REFLECTING, REDACTING, REDIRECTING

When I was in Exeter recently, a friend asked me why I had been so silent on FaithInSociety of late - and, to be honest, for about the past 12 months and more, since my 'post' rate was only about one-a-week last year, after a fertile period between 2005-8. The answer, of course, is "the distraction of life, and related matters." Well, that and Twitter, where I may be regularly if fleetingly found, my work blog on Ekklesia, my regular column, together with various other national and international media interventions. Oh, yes, and Facebook, more for the networking, and Only Just Offside (for therapy). Put that together with other work and domestic commitments, reading and bits of recreation and you can see why less really is more. Cyberspace can become an unhelpfully all-encompassing reality if you allow it, especially if, as with Ekklesia, it is the basic coinage for what you do.

From a purely technical point of view (though these things are never "purely technical" if you have any level of self- and other-awareness), the issue is how to consolidate. I don't really believe in cross-posting, and certainly not in using tweets to update your Facebook status. Either use each medium for what it's best at, and originate originally, or don't. That said, I have been wondering whether to roll this space into my Ekklesia blog. But that is more issue-based or researchy (or would be, if I wrote more about research issues), whereas this offers an opportunity to be more personal, reflective and theological, and to have the odd conversation (sic!). So I think I will try to use them both in those distinct ways. But with the proviso that (as I often say) if you start to worry about "not posting enough" then something is seriously wrong in terms of life balance. Writing, in whatever form, and to whatever audience (or lack of audience) ought to be an effervescence not a chore, and other things in life ought to take priority. So if I'm here I'm here, and if I'm not I'm not, I guess.

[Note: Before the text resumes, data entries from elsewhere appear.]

/// Orchestrator construction parameters.
#[derive(Debug, Clone)]
pub struct OrchestratorConfig {
    /// Project root all durable state lives under.
    pub project_root: PathBuf,
    /// Command used to re-enter the kernel for detached spawns.
    pub spawn_command: String,
    /// Grace period between TERM and KILL.
    pub kill_grace: Duration,
}

impl OrchestratorConfig {
    /// Defaults for a project root.
    #[must_use]
    pub fn new(project_root: impl Into<PathBuf>) -> Self {
        Self {
            project_root: project_root.into(),
            spawn_command: "spindle-thread".to_string(),
            kill_grace: Duration::from_secs(3),
        }
    }
}

/// Result of `wait_threads`.
#[derive(Debug, Clone)]
pub struct WaitResult {
    /// Overall success: every waited thread completed.
    pub success: bool,
    /// Per-thread results (keyed by the requested, unresolved ids).
    pub results: BTreeMap<String, Value>,
}

/// Global coordination surface with in-process and cross-process semantics.
pub struct Orchestrator {
    config: OrchestratorConfig,
    store: Arc<ArtifactStore>,
    cascade: ConfigCascade,
    registry: Arc<ThreadRegistry>,
    ledger: Arc<BudgetLedger>,
    dispatcher: Arc<ToolDispatcher>,
    signer: Arc<ArtifactSigner>,
    parser: Arc<dyn DirectiveParser>,
    table: Arc<InProcessTable>,
}

impl std::fmt::Debug for Orchestrator {
    fn fmt(&self, f: &mut std::fmt::Formatter<'_>) -> std::fmt::Result {
        f.debug_struct("Orchestrator")
            .field("project_root", &self.config.project_root)
            .finish_non_exhaustive()
    }
}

All of which takes me to Lent, which is impending, and which, as I observed in my recent sermon The world's storms waiting to be stilled, "is a period within the Christian tradition which is all about reassessment and renegotiation. What and who are we living for? Where and with whom is the true value of life to be found? What shall we keep hold of and what shall we let go of? What is it that sustains us in the face of want, or of excess?"

Much more important than "am I blogging enough / not enough /too much." Though I see that David Keen over on St Aidan to Abbey Manor has just started a useful conversation, entitled That'll Do, on giving up his blog for Lent. So, yup, that's St Aidan of Lindisfarne in the picture - thank you, David.